• **DESCRIPTION OF THE TASK**
Exactly one number should make up the answer: how many lines of the listing contain the string "struct".
________________
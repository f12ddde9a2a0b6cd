//! A2A agent invocation
//!
//! One request/reply exchange with one agent: resolve, POST the request
//! envelope to `/a2a/message`, normalize the reply. No retries here.

use anyhow::{Context, Result};
use async_trait::async_trait;
use reqwest::Client;
use serde::{Deserialize, Serialize};
use serde_json::Value;
use std::sync::Arc;
use std::time::Duration;
use tracing::debug;

use super::directory::AgentDirectory;
use crate::config::AgentsConfig;
use crate::error::InvokeError;
use crate::types::{AgentId, AgentResult};

/// Path of the A2A message endpoint on every agent
pub const A2A_MESSAGE_PATH: &str = "/a2a/message";

/// Request envelope
#[derive(Debug, Clone, Serialize, Deserialize)]
pub struct A2aRequest {
    #[serde(rename = "type")]
    pub kind: String,
    pub payload: A2aRequestPayload,
    pub metadata: A2aMetadata,
}

#[derive(Debug, Clone, Serialize, Deserialize)]
pub struct A2aRequestPayload {
    pub message: String,
    pub conversation_id: String,
}

#[derive(Debug, Clone, Serialize, Deserialize)]
pub struct A2aMetadata {
    pub source: String,
    pub agent: AgentId,
}

impl A2aRequest {
    pub fn new(agent: AgentId, message: &str, conversation_id: &str, source: &str) -> Self {
        Self {
            kind: "request".to_string(),
            payload: A2aRequestPayload {
                message: message.to_string(),
                conversation_id: conversation_id.to_string(),
            },
            metadata: A2aMetadata {
                source: source.to_string(),
                agent,
            },
        }
    }
}

/// Turn a parsed agent reply into an `AgentResult`.
///
/// `{"type":"response","payload":{...}}` yields `payload.text` and keeps the
/// payload; anything else passes through unchanged, with text taken from a
/// top-level `response` string if there is one.
pub fn normalize_reply(agent: AgentId, body: Value) -> AgentResult {
    if body.get("type").and_then(Value::as_str) == Some("response") {
        if let Some(payload) = body.get("payload") {
            let text = payload
                .get("text")
                .and_then(Value::as_str)
                .unwrap_or_default()
                .to_string();
            return AgentResult::success(agent, Some(text), payload.clone());
        }
    }

    let text = body
        .get("response")
        .and_then(Value::as_str)
        .map(str::to_string);
    AgentResult::success(agent, text, body)
}

/// Calls one agent
#[async_trait]
pub trait AgentInvoker: Send + Sync {
    async fn invoke(
        &self,
        agent: AgentId,
        message: &str,
        conversation_id: &str,
    ) -> Result<AgentResult, InvokeError>;
}

/// HTTP invoker speaking the A2A request/reply contract
pub struct A2aInvoker {
    directory: Arc<AgentDirectory>,
    client: Client,
    timeout: Duration,
    source: String,
}

impl A2aInvoker {
    pub fn new(directory: Arc<AgentDirectory>, config: &AgentsConfig) -> Result<Self> {
        let client = Client::builder()
            .timeout(config.invoke_timeout())
            .build()
            .context("Failed to build agent HTTP client")?;
        Ok(Self {
            directory,
            client,
            timeout: config.invoke_timeout(),
            source: config.source.clone(),
        })
    }
}

#[async_trait]
impl AgentInvoker for A2aInvoker {
    async fn invoke(
        &self,
        agent: AgentId,
        message: &str,
        conversation_id: &str,
    ) -> Result<AgentResult, InvokeError> {
        let descriptor = self.directory.resolve(agent).await;
        let url = descriptor.address.endpoint(A2A_MESSAGE_PATH);
        let envelope = A2aRequest::new(agent, message, conversation_id, &self.source);

        debug!("POST {} ({:?} via {:?})", url, agent, descriptor.source);

        let response = self.client
            .post(&url)
            .timeout(self.timeout)
            .json(&envelope)
            .send()
            .await
            .map_err(|e| InvokeError::from_transport(agent, e))?;

        let status = response.status();
        if !status.is_success() {
            let body = response.text().await.unwrap_or_default();
            return Err(InvokeError::Status {
                agent,
                status: status.as_u16(),
                body: crate::truncate_safe(&body, 200).to_string(),
            });
        }

        let body: Value = response
            .json()
            .await
            .map_err(|e| InvokeError::MalformedReply {
                agent,
                reason: e.to_string(),
            })?;

        Ok(normalize_reply(agent, body))
    }
}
________________
• **ANSWER AREA**
4